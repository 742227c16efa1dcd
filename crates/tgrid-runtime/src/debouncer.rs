#![forbid(unsafe_code)]

//! Key-based debouncing.
//!
//! [`Debouncer::call`] arms a one-shot timer per key. Calls for a key that
//! is already armed replace the pending callback but leave the deadline
//! alone, so a burst collapses into one execution of the most recent
//! callback, `delay` after the first call of the burst. Keys are
//! independent.
//!
//! One named timer thread serves every key. It sleeps on a condition
//! variable until the earliest deadline, so arming a new key wakes it only
//! when the new deadline comes first.

use std::cmp::Reverse;
use std::collections::BinaryHeap;
use std::panic::{AssertUnwindSafe, catch_unwind};
use std::sync::{Arc, Condvar, Mutex, MutexGuard};
use std::thread::{self, JoinHandle};

use rustc_hash::FxHashMap;
use web_time::{Duration, Instant};

use crate::dispatcher::Dispatcher;
use crate::error::ScheduleError;

type Callback = Box<dyn FnOnce() + Send + 'static>;

/// Where a fired callback runs.
#[derive(Clone, Default)]
pub enum FireMode {
    /// On the debouncer's timer thread. Callbacks are expected to be short
    /// and to marshal visual work onto the UI thread.
    #[default]
    Inline,
    /// Submitted to a dispatcher so slow callbacks never delay other keys.
    Dispatch(Arc<Dispatcher>),
}

impl std::fmt::Debug for FireMode {
    fn fmt(&self, f: &mut std::fmt::Formatter<'_>) -> std::fmt::Result {
        match self {
            Self::Inline => write!(f, "Inline"),
            Self::Dispatch(d) => write!(f, "Dispatch({})", d.identity()),
        }
    }
}

/// Counters reported by [`Debouncer::stats`].
#[derive(Debug, Clone, Copy, Default, PartialEq, Eq)]
pub struct DebounceStats {
    /// Calls that armed a new timer.
    pub armed: u64,
    /// Calls that replaced the callback of an armed timer.
    pub replaced: u64,
    pub fired: u64,
    pub cancelled: u64,
}

struct Entry {
    callback: Callback,
    deadline: Instant,
    seq: u64,
}

#[derive(Default)]
struct State {
    entries: FxHashMap<String, Entry>,
    timers: BinaryHeap<Reverse<(Instant, u64, String)>>,
    next_seq: u64,
    shutdown: bool,
    stats: DebounceStats,
}

impl State {
    /// Drop heap items whose entry was cancelled or re-armed once they
    /// outnumber the live ones, keeping the heap within
    /// `2 * entries + STALE_SLACK` items.
    fn prune_stale(&mut self) {
        if self.timers.len() <= 2 * self.entries.len() + STALE_SLACK {
            return;
        }
        let before = self.timers.len();
        let entries = &self.entries;
        self.timers
            .retain(|Reverse((_, seq, key))| entries.get(key).is_some_and(|e| e.seq == *seq));
        tracing::trace!(
            target: "tgrid.debounce",
            dropped = before - self.timers.len(),
            "stale timers pruned"
        );
    }
}

const STALE_SLACK: usize = 32;

struct Shared {
    state: Mutex<State>,
    wake: Condvar,
}

impl Shared {
    fn lock(&self) -> MutexGuard<'_, State> {
        self.state.lock().unwrap_or_else(|e| e.into_inner())
    }
}

/// Collapses bursts of keyed callbacks into one delayed execution.
pub struct Debouncer {
    shared: Arc<Shared>,
    mode: FireMode,
    timer: Mutex<Option<JoinHandle<()>>>,
}

impl Debouncer {
    /// Start the timer thread.
    pub fn new(mode: FireMode) -> Result<Self, ScheduleError> {
        let shared = Arc::new(Shared {
            state: Mutex::new(State::default()),
            wake: Condvar::new(),
        });
        let timer = {
            let shared = Arc::clone(&shared);
            let mode = mode.clone();
            thread::Builder::new()
                .name("tgrid-debounce".into())
                .spawn(move || timer_loop(&shared, &mode))?
        };
        Ok(Self {
            shared,
            mode,
            timer: Mutex::new(Some(timer)),
        })
    }

    /// Arm or re-arm `key` with `callback`.
    ///
    /// When `key` is already armed only the callback is replaced; the
    /// original deadline stands and `delay` is ignored.
    pub fn call<F>(
        &self,
        key: impl Into<String>,
        delay: Duration,
        callback: F,
    ) -> Result<(), ScheduleError>
    where
        F: FnOnce() + Send + 'static,
    {
        let key = key.into();
        let mut state = self.shared.lock();
        if state.shutdown {
            return Err(ScheduleError::DebouncerClosed);
        }

        if let Some(entry) = state.entries.get_mut(&key) {
            entry.callback = Box::new(callback);
            state.stats.replaced += 1;
            tracing::trace!(target: "tgrid.debounce", key = %key, "callback replaced");
            return Ok(());
        }

        let seq = state.next_seq;
        state.next_seq += 1;
        let deadline = Instant::now() + delay;
        let earliest = state
            .timers
            .peek()
            .is_none_or(|Reverse((next, _, _))| deadline < *next);
        state.entries.insert(
            key.clone(),
            Entry {
                callback: Box::new(callback),
                deadline,
                seq,
            },
        );
        state.timers.push(Reverse((deadline, seq, key.clone())));
        state.stats.armed += 1;
        state.prune_stale();
        drop(state);

        tracing::trace!(
            target: "tgrid.debounce",
            key = %key,
            delay_ms = delay.as_millis() as u64,
            "timer armed"
        );
        if earliest {
            self.shared.wake.notify_one();
        }
        Ok(())
    }

    /// Discard the pending callback for `key`. Returns whether one existed.
    pub fn cancel(&self, key: &str) -> bool {
        let mut state = self.shared.lock();
        let removed = state.entries.remove(key).is_some();
        if removed {
            state.stats.cancelled += 1;
            state.prune_stale();
            tracing::trace!(target: "tgrid.debounce", key = %key, "timer cancelled");
        }
        removed
    }

    pub fn is_pending(&self, key: &str) -> bool {
        self.shared.lock().entries.contains_key(key)
    }

    /// When the pending callback for `key` will fire.
    pub fn deadline(&self, key: &str) -> Option<Instant> {
        self.shared.lock().entries.get(key).map(|e| e.deadline)
    }

    pub fn pending_count(&self) -> usize {
        self.shared.lock().entries.len()
    }

    pub fn stats(&self) -> DebounceStats {
        self.shared.lock().stats
    }

    pub fn mode(&self) -> &FireMode {
        &self.mode
    }

    pub fn is_shut_down(&self) -> bool {
        self.shared.lock().shutdown
    }

    /// Discard pending callbacks and stop the timer thread. Idempotent.
    pub fn shutdown(&self) {
        let discarded = {
            let mut state = self.shared.lock();
            state.shutdown = true;
            state.timers.clear();
            let discarded = state.entries.len();
            state.entries.clear();
            discarded
        };
        self.shared.wake.notify_all();

        let handle = self.timer.lock().unwrap_or_else(|e| e.into_inner()).take();
        if let Some(handle) = handle {
            if handle.thread().id() != thread::current().id() {
                let _ = handle.join();
            }
            tracing::debug!(target: "tgrid.debounce", discarded, "debouncer shut down");
        }
    }
}

impl Drop for Debouncer {
    fn drop(&mut self) {
        self.shutdown();
    }
}

impl std::fmt::Debug for Debouncer {
    fn fmt(&self, f: &mut std::fmt::Formatter<'_>) -> std::fmt::Result {
        f.debug_struct("Debouncer")
            .field("mode", &self.mode)
            .field("pending", &self.pending_count())
            .finish()
    }
}

fn timer_loop(shared: &Shared, mode: &FireMode) {
    let mut state = shared.lock();
    loop {
        if state.shutdown {
            return;
        }
        let Some((deadline, seq, key)) = state
            .timers
            .peek()
            .map(|Reverse((deadline, seq, key))| (*deadline, *seq, key.clone()))
        else {
            state = shared.wake.wait(state).unwrap_or_else(|e| e.into_inner());
            continue;
        };

        // Timers whose entry was cancelled or re-armed are stale.
        if state.entries.get(&key).is_none_or(|entry| entry.seq != seq) {
            state.timers.pop();
            continue;
        }

        let now = Instant::now();
        if deadline > now {
            state = shared
                .wake
                .wait_timeout(state, deadline - now)
                .unwrap_or_else(|e| e.into_inner())
                .0;
            continue;
        }

        state.timers.pop();
        let Some(entry) = state.entries.remove(&key) else {
            continue;
        };
        state.stats.fired += 1;
        drop(state);

        let late_us = now.duration_since(entry.deadline).as_micros() as u64;
        tracing::debug!(target: "tgrid.debounce", key = %key, late_us, "debounce fired");
        fire(&key, entry.callback, mode);

        state = shared.lock();
    }
}

fn fire(key: &str, callback: Callback, mode: &FireMode) {
    match mode {
        FireMode::Inline => {
            if catch_unwind(AssertUnwindSafe(callback)).is_err() {
                tracing::error!(target: "tgrid.debounce", key = %key, "debounced callback panicked");
            }
        }
        FireMode::Dispatch(dispatcher) => {
            if let Err(e) = dispatcher.submit(callback) {
                tracing::warn!(
                    target: "tgrid.debounce",
                    key = %key,
                    error = %e,
                    "debounced callback dropped"
                );
            }
        }
    }
}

| Aim of the exercise |
Begin with the top line of the material and go as far as the line with "the heap within". Set down those lines exactly, both ends included, and nothing more.

| Solution to the problem |
repository 742227c16efa1dcd
filename crates/tgrid-runtime/src/debouncer.rs
#![forbid(unsafe_code)]

//! Key-based debouncing.
//!
//! [`Debouncer::call`] arms a one-shot timer per key. Calls for a key that
//! is already armed replace the pending callback but leave the deadline
//! alone, so a burst collapses into one execution of the most recent
//! callback, `delay` after the first call of the burst. Keys are
//! independent.
//!
//! One named timer thread serves every key. It sleeps on a condition
//! variable until the earliest deadline, so arming a new key wakes it only
//! when the new deadline comes first.

use std::cmp::Reverse;
use std::collections::BinaryHeap;
use std::panic::{AssertUnwindSafe, catch_unwind};
use std::sync::{Arc, Condvar, Mutex, MutexGuard};
use std::thread::{self, JoinHandle};

use rustc_hash::FxHashMap;
use web_time::{Duration, Instant};

use crate::dispatcher::Dispatcher;
use crate::error::ScheduleError;

type Callback = Box<dyn FnOnce() + Send + 'static>;

/// Where a fired callback runs.
#[derive(Clone, Default)]
pub enum FireMode {
    /// On the debouncer's timer thread. Callbacks are expected to be short
    /// and to marshal visual work onto the UI thread.
    #[default]
    Inline,
    /// Submitted to a dispatcher so slow callbacks never delay other keys.
    Dispatch(Arc<Dispatcher>),
}

impl std::fmt::Debug for FireMode {
    fn fmt(&self, f: &mut std::fmt::Formatter<'_>) -> std::fmt::Result {
        match self {
            Self::Inline => write!(f, "Inline"),
            Self::Dispatch(d) => write!(f, "Dispatch({})", d.identity()),
        }
    }
}

/// Counters reported by [`Debouncer::stats`].
#[derive(Debug, Clone, Copy, Default, PartialEq, Eq)]
pub struct DebounceStats {
    /// Calls that armed a new timer.
    pub armed: u64,
    /// Calls that replaced the callback of an armed timer.
    pub replaced: u64,
    pub fired: u64,
    pub cancelled: u64,
}

struct Entry {
    callback: Callback,
    deadline: Instant,
    seq: u64,
}

#[derive(Default)]
struct State {
    entries: FxHashMap<String, Entry>,
    timers: BinaryHeap<Reverse<(Instant, u64, String)>>,
    next_seq: u64,
    shutdown: bool,
    stats: DebounceStats,
}

impl State {
    /// Drop heap items whose entry was cancelled or re-armed once they
    /// outnumber the live ones, keeping the heap within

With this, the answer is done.